The Dark Hedges were originally planted by the Stuart family around 1755 in order to impress arriving visitors on the approach to their Georgian mansion. They planted 150 beech trees along the drive to Gracehill House. We’d bet they could never have imagined that the beech trees would grow into such a twisting, entangled mass where shadow and light play under the canopy. Or that the scene would not only inspire artists and photographers, but also Hollywood.
Officially the section of beech trees along the road that comprise The Dark Hedges are just over a half mile in length. Today the beech trees are well past maturity and it’s not uncommon for the branches to break off regularly. Time, weather, nature and even tourism has taken its toll on the trees and fewer than two thirds of the beech trees remain today. Two of the trees collapsed in 2016 during Storm Gertrude and many of the trees were damaged when 60 mile per hour winds from Storm Hector swept through in summer 2018. In order to help with conservation efforts, the road on which The Dark Hedges reside has been closed off to traffic since 2017.
Arriving on a late autumn day, we actually weren’t entirely convinced we were in the right place at first. There’s a sign that the road is closed to traffic, and if you arrive from the south end as we did, you can’t see The Dark Hedges until after a couple minutes of walking along Bregagh Road. Official parking for the site is located on the opposite end of the road next to The Hedges Hotel.
Even in late autumn, the Game of Thrones tour buses stopped and unloaded fairly regularly. So if you want people-free photos of The Dark Hedges, you either need to arrive very early before the bus tours or you need to spend some time there simply waiting out the groups. It’s worth the wait, though, especially when the buzz of the crowds is gone. It’s an incredibly peaceful spot to enjoy when there’s nothing more than the sound of the birds chirping and the occasional rustle of the wood mouse scurrying about.
Taste Irish whiskey at the Old Bushmills Distillery
The Old Bushmills Distillery, located in the village by the same name, is considered the world’s oldest licensed whiskey distillery.

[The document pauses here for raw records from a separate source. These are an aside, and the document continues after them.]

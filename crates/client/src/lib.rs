//! HTTP client for the donation platform's admin API.
//!
//! Implements [`peduli_core::remote::EntityApi`] over [`reqwest`] so list
//! views and batch actions can talk to a running platform.

pub mod api;
pub mod config;

pub use api::{ClientError, HttpEntityApi};
pub use config::{ClientConfig, ConfigError};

Though we read that the tour itself can be hit or miss depending on the guide you get, we certainly couldn’t pass up a chance to take the Bushmills distillery tour and see the home of Irish malt whiskey.
Unfortunately for us, we got one of the pointedly factual guides. He was all business with sticking to a script about the history and the whiskey making process on the Bushmills tour. They oddly also don’t allow any photos either inside or outside during the tour, which they say is because of lingering vapors. That said, Bushmills is a working distillery with all of the whiskey made onsite. Bushmills produces nearly five million liters of whiskey per year with stills running seven days per week. On any given day that you visit, you’ll witness distilling in action.

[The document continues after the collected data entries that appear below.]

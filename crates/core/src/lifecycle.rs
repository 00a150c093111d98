//! Status lifecycle decision table for every manageable entity kind.
//!
//! The authoritative status lives server-side; this module only decides
//! what the admin surface may attempt against a row in a given status.
//! Every lookup is keyed by `(EntityKind, status)` and fails closed: a
//! status string that is not in the table is treated as locked.

use serde::{Deserialize, Serialize};

use crate::error::CoreError;
use crate::types::DbId;

// ---------------------------------------------------------------------------
// Constants
// ---------------------------------------------------------------------------

/// Donation awaiting payment. The only editable/deletable donation status.
pub const DONATION_PENDING: &str = "pending";
pub const DONATION_PAID: &str = "paid";
pub const DONATION_FAILED: &str = "failed";
pub const DONATION_EXPIRED: &str = "expired";
pub const DONATION_CANCELLED: &str = "cancelled";

/// Pickup request just submitted by a donor.
pub const PICKUP_NEW: &str = "baru";
/// Pickup request with an agreed collection slot.
pub const PICKUP_SCHEDULED: &str = "dijadwalkan";
pub const PICKUP_DONE: &str = "selesai";
pub const PICKUP_CANCELLED: &str = "dibatalkan";

pub const CONSULTATION_NEW: &str = "baru";
pub const CONSULTATION_ANSWERED: &str = "dibalas";
pub const CONSULTATION_CLOSED: &str = "ditutup";

// ---------------------------------------------------------------------------
// Entity kinds
// ---------------------------------------------------------------------------

/// Tag identifying which manageable resource a rule applies to.
#[derive(Debug, Clone, Copy, PartialEq, Eq, Hash, Serialize, Deserialize)]
#[serde(rename_all = "snake_case")]
pub enum EntityKind {
    Donation,
    PickupRequest,
    Consultation,
    Program,
    Article,
    Partner,
    Banner,
    BankAccount,
    User,
}

impl EntityKind {
    /// Every kind, in menu order.
    pub const ALL: [EntityKind; 9] = [
        Self::Donation,
        Self::PickupRequest,
        Self::Consultation,
        Self::Program,
        Self::Article,
        Self::Partner,
        Self::Banner,
        Self::BankAccount,
        Self::User,
    ];

    /// Convert from a wire tag.
    pub fn from_str_value(s: &str) -> Result<Self, String> {
        Self::ALL
            .into_iter()
            .find(|kind| kind.as_str() == s)
            .ok_or_else(|| {
                let valid: Vec<&str> = Self::ALL.iter().map(|k| k.as_str()).collect();
                format!(
                    "Invalid entity kind '{s}'. Must be one of: {}",
                    valid.join(", ")
                )
            })
    }

    /// Convert to the wire tag.
    pub fn as_str(&self) -> &'static str {
        match self {
            Self::Donation => "donation",
            Self::PickupRequest => "pickup_request",
            Self::Consultation => "consultation",
            Self::Program => "program",
            Self::Article => "article",
            Self::Partner => "partner",
            Self::Banner => "banner",
            Self::BankAccount => "bank_account",
            Self::User => "user",
        }
    }

    /// REST collection segment, e.g. `pickup-requests`.
    pub fn resource_path(&self) -> &'static str {
        match self {
            Self::Donation => "donations",
            Self::PickupRequest => "pickup-requests",
            Self::Consultation => "consultations",
            Self::Program => "programs",
            Self::Article => "articles",
            Self::Partner => "partners",
            Self::Banner => "banners",
            Self::BankAccount => "bank-accounts",
            Self::User => "users",
        }
    }

    /// Human-readable singular name used in messages.
    pub fn label(&self) -> &'static str {
        match self {
            Self::Donation => "Donation",
            Self::PickupRequest => "Pickup request",
            Self::Consultation => "Consultation",
            Self::Program => "Program",
            Self::Article => "Article",
            Self::Partner => "Partner",
            Self::Banner => "Banner",
            Self::BankAccount => "Bank account",
            Self::User => "User",
        }
    }

    /// The kind's status lifecycle, if it has one.
    pub fn lifecycle(&self) -> Option<&'static Lifecycle> {
        match self {
            Self::Donation => Some(&DONATION_LIFECYCLE),
            Self::PickupRequest => Some(&PICKUP_LIFECYCLE),
            Self::Consultation => Some(&CONSULTATION_LIFECYCLE),
            _ => None,
        }
    }

    pub fn has_lifecycle(&self) -> bool {
        self.lifecycle().is_some()
    }
}

impl std::fmt::Display for EntityKind {
    fn fmt(&self, f: &mut std::fmt::Formatter<'_>) -> std::fmt::Result {
        f.write_str(self.as_str())
    }
}

// ---------------------------------------------------------------------------
// Decision table
// ---------------------------------------------------------------------------

/// Display tone for a status badge.
#[derive(Debug, Clone, Copy, PartialEq, Eq, Serialize, Deserialize)]
#[serde(rename_all = "snake_case")]
pub enum Tone {
    Neutral,
    Info,
    Warning,
    Success,
    Danger,
}

/// Label and tone shown for a row's status.
#[derive(Debug, Clone, PartialEq, Eq, Serialize)]
pub struct StatusBadge {
    pub label: String,
    pub tone: Tone,
}

/// One row of a lifecycle table.
#[derive(Debug)]
pub struct StateRule {
    pub state: &'static str,
    pub label: &'static str,
    pub tone: Tone,
    /// Field edits are allowed while in this state.
    pub editable: bool,
    /// States this one may move to. Empty for terminal states.
    pub successors: &'static [&'static str],
}

/// Finite state set of one entity kind.
#[derive(Debug)]
pub struct Lifecycle {
    initial: &'static str,
    rules: &'static [StateRule],
}

impl Lifecycle {
    /// The initial, non-locked state. The only state that permits deletion.
    pub fn initial(&self) -> &'static str {
        self.initial
    }

    pub fn states(&self) -> impl Iterator<Item = &'static str> + '_ {
        self.rules.iter().map(|r| r.state)
    }

    pub fn rules(&self) -> &'static [StateRule] {
        self.rules
    }

    pub fn rule(&self, state: &str) -> Option<&'static StateRule> {
        self.rules.iter().find(|r| r.state == state)
    }

    pub fn is_deletable(&self, state: &str) -> bool {
        state == self.initial
    }

    pub fn is_editable(&self, state: &str) -> bool {
        self.rule(state).is_some_and(|r| r.editable)
    }

    pub fn successors(&self, state: &str) -> &'static [&'static str] {
        self.rule(state).map(|r| r.successors).unwrap_or(&[])
    }
}

static DONATION_LIFECYCLE: Lifecycle = Lifecycle {
    initial: DONATION_PENDING,
    rules: &[
        StateRule {
            state: DONATION_PENDING,
            label: "Menunggu Pembayaran",
            tone: Tone::Warning,
            editable: true,
            successors: &[
                DONATION_PAID,
                DONATION_FAILED,
                DONATION_EXPIRED,
                DONATION_CANCELLED,
            ],
        },
        StateRule {
            state: DONATION_PAID,
            label: "Lunas",
            tone: Tone::Success,
            editable: false,
            successors: &[],
        },
        StateRule {
            state: DONATION_FAILED,
            label: "Gagal",
            tone: Tone::Danger,
            editable: false,
            successors: &[],
        },
        StateRule {
            state: DONATION_EXPIRED,
            label: "Kedaluwarsa",
            tone: Tone::Neutral,
            editable: false,
            successors: &[],
        },
        StateRule {
            state: DONATION_CANCELLED,
            label: "Dibatalkan",
            tone: Tone::Neutral,
            editable: false,
            successors: &[],
        },
    ],
};

static PICKUP_LIFECYCLE: Lifecycle = Lifecycle {
    initial: PICKUP_NEW,
    rules: &[
        StateRule {
            state: PICKUP_NEW,
            label: "Baru",
            tone: Tone::Info,
            editable: true,
            successors: &[PICKUP_SCHEDULED, PICKUP_CANCELLED],
        },
        // Scheduled pickups may still be edited, but only forward: never back to `baru`.
        StateRule {
            state: PICKUP_SCHEDULED,
            label: "Dijadwalkan",
            tone: Tone::Warning,
            editable: true,
            successors: &[PICKUP_DONE, PICKUP_CANCELLED],
        },
        StateRule {
            state: PICKUP_DONE,
            label: "Selesai",
            tone: Tone::Success,
            editable: false,
            successors: &[],
        },
        StateRule {
            state: PICKUP_CANCELLED,
            label: "Dibatalkan",
            tone: Tone::Danger,
            editable: false,
            successors: &[],
        },
    ],
};

static CONSULTATION_LIFECYCLE: Lifecycle = Lifecycle {
    initial: CONSULTATION_NEW,
    rules: &[
        StateRule {
            state: CONSULTATION_NEW,
            label: "Baru",
            tone: Tone::Info,
            editable: true,
            successors: &[CONSULTATION_ANSWERED, CONSULTATION_CLOSED],
        },
        StateRule {
            state: CONSULTATION_ANSWERED,
            label: "Dibalas",
            tone: Tone::Success,
            editable: false,
            successors: &[],
        },
        StateRule {
            state: CONSULTATION_CLOSED,
            label: "Ditutup",
            tone: Tone::Neutral,
            editable: false,
            successors: &[],
        },
    ],
};

// ---------------------------------------------------------------------------
// Queries
// ---------------------------------------------------------------------------

/// True only for the kind's initial, non-locked state.
///
/// Kinds without a lifecycle have no recognised states, so this is always
/// `false` for them; use [`row_is_deletable`] for row eligibility.
pub fn is_deletable(kind: EntityKind, state: &str) -> bool {
    kind.lifecycle().is_some_and(|l| l.is_deletable(state))
}

/// True when field edits are allowed in `state`. Unknown states are locked.
pub fn is_editable(kind: EntityKind, state: &str) -> bool {
    kind.lifecycle().is_some_and(|l| l.is_editable(state))
}

/// True when `state` is terminal or unrecognised.
pub fn is_locked(kind: EntityKind, state: &str) -> bool {
    !is_editable(kind, state)
}

/// Successor allow-list for `from`. Empty for terminal and unknown states.
pub fn allowed_transitions(kind: EntityKind, from: &str) -> &'static [&'static str] {
    kind.lifecycle().map(|l| l.successors(from)).unwrap_or(&[])
}

pub fn can_transition(kind: EntityKind, from: &str, to: &str) -> bool {
    allowed_transitions(kind, from).contains(&to)
}

/// Deletion gate for a listed row.
///
/// Kinds without a lifecycle carry no status and are always deletable.
/// Lifecycle kinds with a missing status are denied.
pub fn row_is_deletable(kind: EntityKind, status: Option<&str>) -> bool {
    match (kind.lifecycle(), status) {
        (None, _) => true,
        (Some(l), Some(s)) => l.is_deletable(s),
        (Some(_), None) => false,
    }
}

/// Edit gate for a listed row, same rules as [`row_is_deletable`].
pub fn row_is_editable(kind: EntityKind, status: Option<&str>) -> bool {
    match (kind.lifecycle(), status) {
        (None, _) => true,
        (Some(l), Some(s)) => l.is_editable(s),
        (Some(_), None) => false,
    }
}

/// Badge for a status. Unknown states display their raw value in a neutral tone.
pub fn status_badge(kind: EntityKind, state: &str) -> StatusBadge {
    match kind.lifecycle().and_then(|l| l.rule(state)) {
        Some(rule) => StatusBadge {
            label: rule.label.to_string(),
            tone: rule.tone,
        },
        None => StatusBadge {
            label: state.to_string(),
            tone: Tone::Neutral,
        },
    }
}

// ---------------------------------------------------------------------------
// Guards
// ---------------------------------------------------------------------------

fn status_text(status: Option<&str>) -> String {
    status.unwrap_or("<none>").to_string()
}

/// Reject deletion of a row in a locked status before any I/O happens.
pub fn ensure_deletable(kind: EntityKind, id: DbId, status: Option<&str>) -> Result<(), CoreError> {
    if row_is_deletable(kind, status) {
        Ok(())
    } else {
        Err(CoreError::Locked {
            entity: kind.label(),
            id,
            status: status_text(status),
        })
    }
}

/// Reject field edits of a row in a locked status before any I/O happens.
pub fn ensure_editable(kind: EntityKind, id: DbId, status: Option<&str>) -> Result<(), CoreError> {
    if row_is_editable(kind, status) {
        Ok(())
    } else {
        Err(CoreError::Locked {
            entity: kind.label(),
            id,
            status: status_text(status),
        })
    }
}

/// Reject a status change that the lifecycle does not allow.
pub fn ensure_transition(
    kind: EntityKind,
    id: DbId,
    from: Option<&str>,
    to: &str,
) -> Result<(), CoreError> {
    let Some(lifecycle) = kind.lifecycle() else {
        return Err(CoreError::Validation(format!(
            "{} has no status lifecycle",
            kind.label()
        )));
    };
    if lifecycle.rule(to).is_none() {
        return Err(CoreError::Validation(format!(
            "Invalid {} status '{to}'. Must be one of: {}",
            kind.as_str(),
            lifecycle.states().collect::<Vec<_>>().join(", ")
        )));
    }
    let from_state = from.unwrap_or_default();
    if !row_is_editable(kind, from) {
        return Err(CoreError::Locked {
            entity: kind.label(),
            id,
            status: status_text(from),
        });
    }
    if !lifecycle.successors(from_state).contains(&to) {
        return Err(CoreError::InvalidTransition {
            entity: kind.label(),
            id,
            from: from_state.to_string(),
            to: to.to_string(),
        });
    }
    Ok(())
}

// ---------------------------------------------------------------------------
// Tests
// ---------------------------------------------------------------------------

Bushmills received their license to distill in 1608 from King James I and they’ve got centuries of distilling history. The not-so-secret “secret” to their ultra smooth single malt whiskey is the triple distillation in their unique copper stills, which gives Bushmills its’ distinctive flavor.
The tour begins with a look at inside one of the copper stills that has been essentially cut in half so that you can fully see just what it looks like. The 45-minute long tour then weaves through the various buildings, each with their own job in the distilling process. From where the water from the springs of the St. Columb’s Rill arrives to the malting of Irish barley, and then on to the how the various oak casks also lend their attributes to the aging whiskey, it’s all a build-up to finally getting to taste Bushmills Irish whiskey.

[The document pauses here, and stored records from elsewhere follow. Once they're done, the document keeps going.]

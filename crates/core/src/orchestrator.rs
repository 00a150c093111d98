//! Batch and single-row actions for list screens.
//!
//! [`BatchActionOrchestrator`] ties a [`ListController`]'s selection to the
//! batch executor and the lifecycle table:
//!
//! 1. Read the selection; nothing selected is a no-op.
//! 2. Drop rows whose status does not allow the action (one warning).
//! 3. Ask the [`Confirmer`], if one is configured.
//! 4. Raise the view's busy flag for the rest of the run.
//! 5. Run the per-row remote call with a bounded number in flight.
//! 6. Keep only failed rows selected (or clear), report the counts.
//! 7. Refetch the list regardless of failures, then drop the busy flag.

use std::sync::Arc;

use tracing::Instrument;
use uuid::Uuid;

use crate::batch::{run_with_concurrency, BatchOutcome};
use crate::error::CoreError;
use crate::lifecycle::{self, EntityKind};
use crate::list_view::{ListController, ViewError};
use crate::notify::{Notification, Notifier};
use crate::remote::{Confirmer, EntityApi, ListRow};
use crate::types::DbId;

// ---------------------------------------------------------------------------
// Constants
// ---------------------------------------------------------------------------

/// Remote calls in flight per batch action.
pub const DEFAULT_BATCH_CONCURRENCY: usize = 4;

// ---------------------------------------------------------------------------
// Types
// ---------------------------------------------------------------------------

/// What a batch applies to each selected row.
#[derive(Debug, Clone, PartialEq)]
pub enum BatchAction {
    Delete,
    PatchStatus {
        status: String,
        metadata: serde_json::Value,
    },
}

impl BatchAction {
    pub fn name(&self) -> &'static str {
        match self {
            Self::Delete => "delete",
            Self::PatchStatus { .. } => "patch_status",
        }
    }

    /// Lifecycle gate for one row.
    pub fn allows(&self, kind: EntityKind, row: &ListRow) -> bool {
        match self {
            Self::Delete => lifecycle::row_is_deletable(kind, row.status.as_deref()),
            Self::PatchStatus { status, .. } => row
                .status
                .as_deref()
                .is_some_and(|from| lifecycle::can_transition(kind, from, status)),
        }
    }

    fn past_tense(&self) -> String {
        match self {
            Self::Delete => "deleted".to_string(),
            Self::PatchStatus { status, .. } => format!("moved to '{status}'"),
        }
    }

    fn prompt(&self, kind: EntityKind, count: usize) -> String {
        match self {
            Self::Delete => format!(
                "Delete {count} selected {}? This cannot be undone.",
                plural(kind, count)
            ),
            Self::PatchStatus { status, .. } => format!(
                "Move {count} selected {} to '{status}'?",
                plural(kind, count)
            ),
        }
    }
}

/// Result of a batch run that got as far as the executor.
#[derive(Debug)]
pub struct BatchReport<E> {
    /// Correlates log lines of one run.
    pub run_id: Uuid,
    pub action: BatchAction,
    pub outcome: BatchOutcome<DbId, E>,
    /// Selected rows left out because their status does not allow the action.
    pub skipped: Vec<DbId>,
    /// Set when the post-batch refetch failed.
    pub refresh_error: Option<String>,
}

/// How a batch request ended.
#[derive(Debug)]
pub enum BatchRun<E> {
    NothingSelected,
    /// Every selected row was ineligible; nothing was sent.
    NothingEligible { skipped: Vec<DbId> },
    Declined,
    Completed(BatchReport<E>),
}

/// How a single-row request ended.
#[derive(Debug, Clone, PartialEq, Eq)]
pub enum RowOutcome {
    Applied,
    /// Rejected locally by the lifecycle table; no request was made.
    Rejected(CoreError),
    Declined,
}

enum RowMutation<'a> {
    Delete,
    PatchStatus {
        status: &'a str,
        metadata: &'a serde_json::Value,
    },
    Update {
        fields: &'a serde_json::Value,
    },
}

fn plural(kind: EntityKind, count: usize) -> String {
    let label = kind.label().to_lowercase();
    if count == 1 {
        label
    } else {
        format!("{label}s")
    }
}

// ---------------------------------------------------------------------------
// Orchestrator
// ---------------------------------------------------------------------------

/// Runs gated, bounded-concurrency actions against a list view's selection.
pub struct BatchActionOrchestrator {
    notifier: Arc<dyn Notifier>,
    confirmer: Option<Arc<dyn Confirmer>>,
    concurrency: usize,
}

impl BatchActionOrchestrator {
    pub fn new(notifier: Arc<dyn Notifier>) -> Self {
        Self {
            notifier,
            confirmer: None,
            concurrency: DEFAULT_BATCH_CONCURRENCY,
        }
    }

    /// Ask before destructive actions.
    pub fn with_confirmer(mut self, confirmer: Arc<dyn Confirmer>) -> Self {
        self.confirmer = Some(confirmer);
        self
    }

    pub fn with_concurrency(mut self, concurrency: usize) -> Result<Self, CoreError> {
        if concurrency == 0 {
            return Err(CoreError::Validation(
                "Batch concurrency must be at least 1".to_string(),
            ));
        }
        self.concurrency = concurrency;
        Ok(self)
    }

    pub fn concurrency(&self) -> usize {
        self.concurrency
    }

    // -- batch actions ----------------------------------------------------------

    /// Delete every selected row whose status allows deletion.
    ///
    /// # Errors
    ///
    /// [`CoreError::Conflict`] when the view is already running a batch.
    pub async fn delete_selected<A: EntityApi>(
        &self,
        view: &ListController<A>,
    ) -> Result<BatchRun<A::Error>, CoreError> {
        self.run_batch(view, BatchAction::Delete).await
    }

    /// Move every selected row that may transition to `status`.
    ///
    /// # Errors
    ///
    /// [`CoreError::Validation`] when `status` is not a state of the view's
    /// entity kind, [`CoreError::Conflict`] when the view is busy.
    pub async fn patch_status_selected<A: EntityApi>(
        &self,
        view: &ListController<A>,
        status: &str,
        metadata: serde_json::Value,
    ) -> Result<BatchRun<A::Error>, CoreError> {
        let kind = view.kind();
        let known = kind
            .lifecycle()
            .is_some_and(|l| l.rule(status).is_some());
        if !known {
            return Err(CoreError::Validation(format!(
                "'{status}' is not a {} status",
                kind.as_str()
            )));
        }
        let action = BatchAction::PatchStatus {
            status: status.to_string(),
            metadata,
        };
        self.run_batch(view, action).await
    }

    async fn run_batch<A: EntityApi>(
        &self,
        view: &ListController<A>,
        action: BatchAction,
    ) -> Result<BatchRun<A::Error>, CoreError> {
        let kind = view.kind();
        // Held from the selection snapshot through the prompt and the run, so
        // the operator cannot change what is about to be acted on.
        let _busy = view.begin_batch()?;
        let selected = view.selected_rows();
        if selected.is_empty() {
            return Ok(BatchRun::NothingSelected);
        }

        let (eligible, skipped): (Vec<ListRow>, Vec<ListRow>) = selected
            .into_iter()
            .partition(|row| action.allows(kind, row));
        let eligible: Vec<DbId> = eligible.iter().map(|row| row.id).collect();
        let skipped: Vec<DbId> = skipped.iter().map(|row| row.id).collect();

        if !skipped.is_empty() {
            self.notifier.notify(Notification::warning(format!(
                "{} selected {} skipped: status does not allow {}",
                skipped.len(),
                plural(kind, skipped.len()),
                action.name().replace('_', " "),
            )));
        }
        if eligible.is_empty() {
            return Ok(BatchRun::NothingEligible { skipped });
        }

        if let Some(confirmer) = &self.confirmer {
            if !confirmer.confirm(&action.prompt(kind, eligible.len())).await {
                tracing::info!(kind = %kind, action = action.name(), "Batch action declined");
                return Ok(BatchRun::Declined);
            }
        }

        let run_id = Uuid::now_v7();
        let span = tracing::info_span!(
            "batch_action",
            %run_id,
            kind = %kind,
            action = action.name(),
            requested = eligible.len(),
        );

        async move {
            let api = Arc::clone(view.api());
            let outcome = run_with_concurrency(eligible, self.concurrency, |id| {
                let api = &api;
                let action = &action;
                async move {
                    match action {
                        BatchAction::Delete => api.delete(kind, id).await,
                        BatchAction::PatchStatus { status, metadata } => {
                            api.patch_status(kind, id, status, metadata).await
                        }
                    }
                }
            })
            .await?;

            for failure in &outcome.failed {
                tracing::warn!(id = failure.id, error = %failure.error, "Batch item failed");
            }
            tracing::info!(
                succeeded = outcome.succeeded.len(),
                failed = outcome.failed.len(),
                "Batch action finished"
            );

            view.retain_for_retry(outcome.failed_ids());
            self.notifier.notify(self.summary(kind, &action, &outcome));

            let refresh_error = self.refresh_after(view).await;

            Ok::<_, CoreError>(BatchRun::Completed(BatchReport {
                run_id,
                action,
                outcome,
                skipped,
                refresh_error,
            }))
        }
        .instrument(span)
        .await
    }

    fn summary<E>(
        &self,
        kind: EntityKind,
        action: &BatchAction,
        outcome: &BatchOutcome<DbId, E>,
    ) -> Notification {
        let succeeded = outcome.succeeded.len();
        let failed = outcome.failed.len();
        if outcome.is_complete_success() {
            Notification::success(format!(
                "{succeeded} {} {}",
                plural(kind, succeeded),
                action.past_tense()
            ))
        } else {
            Notification::error(format!(
                "{succeeded} of {} {} {}; {failed} failed and remain selected for retry",
                outcome.requested(),
                plural(kind, outcome.requested()),
                action.past_tense()
            ))
        }
    }

    /// Refetch after a mutation. Failure is reported on its own and returned
    /// as a message; it never touches the selection already established.
    async fn refresh_after<A: EntityApi>(&self, view: &ListController<A>) -> Option<String> {
        match view.refresh().await {
            Ok(()) => None,
            Err(err) => {
                tracing::error!(kind = %view.kind(), error = %err, "List refresh failed");
                let message = format!("Failed to reload the list: {err}");
                self.notifier.notify(Notification::error(message.clone()));
                Some(message)
            }
        }
    }

    // -- single-row actions -----------------------------------------------------

    /// Delete one visible row if its status allows it.
    pub async fn delete_one<A: EntityApi>(
        &self,
        view: &ListController<A>,
        id: DbId,
    ) -> Result<RowOutcome, ViewError<A::Error>> {
        self.mutate_row(view, id, RowMutation::Delete).await
    }

    /// Move one visible row to `status` if the lifecycle allows it.
    pub async fn patch_status_one<A: EntityApi>(
        &self,
        view: &ListController<A>,
        id: DbId,
        status: &str,
        metadata: &serde_json::Value,
    ) -> Result<RowOutcome, ViewError<A::Error>> {
        self.mutate_row(view, id, RowMutation::PatchStatus { status, metadata })
            .await
    }

    /// Save edited fields of one visible row if its status allows edits.
    pub async fn update_one<A: EntityApi>(
        &self,
        view: &ListController<A>,
        id: DbId,
        fields: &serde_json::Value,
    ) -> Result<RowOutcome, ViewError<A::Error>> {
        self.mutate_row(view, id, RowMutation::Update { fields }).await
    }

    async fn mutate_row<A: EntityApi>(
        &self,
        view: &ListController<A>,
        id: DbId,
        mutation: RowMutation<'_>,
    ) -> Result<RowOutcome, ViewError<A::Error>> {
        let kind = view.kind();
        let row = view.row(id).ok_or(CoreError::NotFound {
            entity: kind.label(),
            id,
        })?;
        let status = row.status.as_deref();

        let gate = match &mutation {
            RowMutation::Delete => lifecycle::ensure_deletable(kind, id, status),
            RowMutation::PatchStatus { status: to, .. } => {
                lifecycle::ensure_transition(kind, id, status, to)
            }
            RowMutation::Update { .. } => lifecycle::ensure_editable(kind, id, status),
        };
        if let Err(err) = gate {
            tracing::info!(kind = %kind, id, error = %err, "Mutation rejected locally");
            self.notifier.notify(Notification::warning(err.to_string()));
            return Ok(RowOutcome::Rejected(err));
        }

        let _busy = view.begin_batch()?;
        if let (RowMutation::Delete, Some(confirmer)) = (&mutation, &self.confirmer) {
            let prompt = format!("Delete {} {id}? This cannot be undone.", kind.label().to_lowercase());
            if !confirmer.confirm(&prompt).await {
                return Ok(RowOutcome::Declined);
            }
        }

        let api = view.api();
        let (result, done) = match mutation {
            RowMutation::Delete => (api.delete(kind, id).await, "deleted".to_string()),
            RowMutation::PatchStatus { status, metadata } => (
                api.patch_status(kind, id, status, metadata).await,
                format!("moved to '{status}'"),
            ),
            RowMutation::Update { fields } => {
                (api.update(kind, id, fields).await, "updated".to_string())
            }
        };

        if let Err(err) = result {
            tracing::warn!(kind = %kind, id, error = %err, "Row mutation failed");
            self.notifier.notify(Notification::error(format!(
                "{} {id} could not be {done}: {err}",
                kind.label()
            )));
            return Err(ViewError::Remote(err));
        }

        self.notifier
            .notify(Notification::success(format!("{} {id} {done}", kind.label())));
        self.refresh_after(view).await;
        Ok(RowOutcome::Applied)
    }
}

The Bushmills tour ends with a tasting of their Irish whiskey. It’s unclear exactly how many whiskeys you get to taste on the tour, but our tour ended with a tasting of three. We tasted Bushmills Black Bush, which is aged in former Oloroso Sherry casks. Bushmills whiskey is aged for a minimum of five years and we also had a taste of the 10-year Bushmills Single Malt Whiskey which is aged for 10 years in bourbon season barrels. We were also offered to select a final drink from the bar, which included several of their whiskeys as well as an option for a hot toddy or the Bushmills cocktail of the day. Whiskey is a little harsh for me to drink straight up, and I selected the cocktail of the day while Tim went with one of the aged single malt whiskeys. The cocktail went down a little too easily.
Bushmills offers the tours only a first come, first serve basis. Be sure to check their opening times to check the start time for the last tour of the day if you plan to visit in the afternoon. There’s also a a gift shop onsite that you can access without taking the Bushmills distillery tour and there’s a good cafeteria-style restaurant, one of Bushmills’ restaurants only open for lucnh. The restaurant offers home cooked Irish comfort foods like Irish stew with soda bread, and is a good option for a fast lunch of delicious food.
Visit the ruined medieval Dunluce Castle
Perched on the sheer basalt cliffs, Dunluce Castle is a now-ruined castle near Giant’s Causeway. It’s dramatically set and even if you don’t want to explore the grounds and ruined stone buildings that remain, it’s worth the stop for the photo ops. It’s also another of the Game of Thrones locations, serving as Castle Greyjoy.
The castle is precariously set on an outcrop with steep drops surrounding it and connected to the mainland by a little wooden bridge. It’s said to have been built by the McQuillan family in 1513, who were Lords of the Route at the time. The family held the castle for 55 years, until they lost it to the MacDonnell family in the Battle of Orla in 1565. The MacDonnell family still owns Dunluce Castle to this day.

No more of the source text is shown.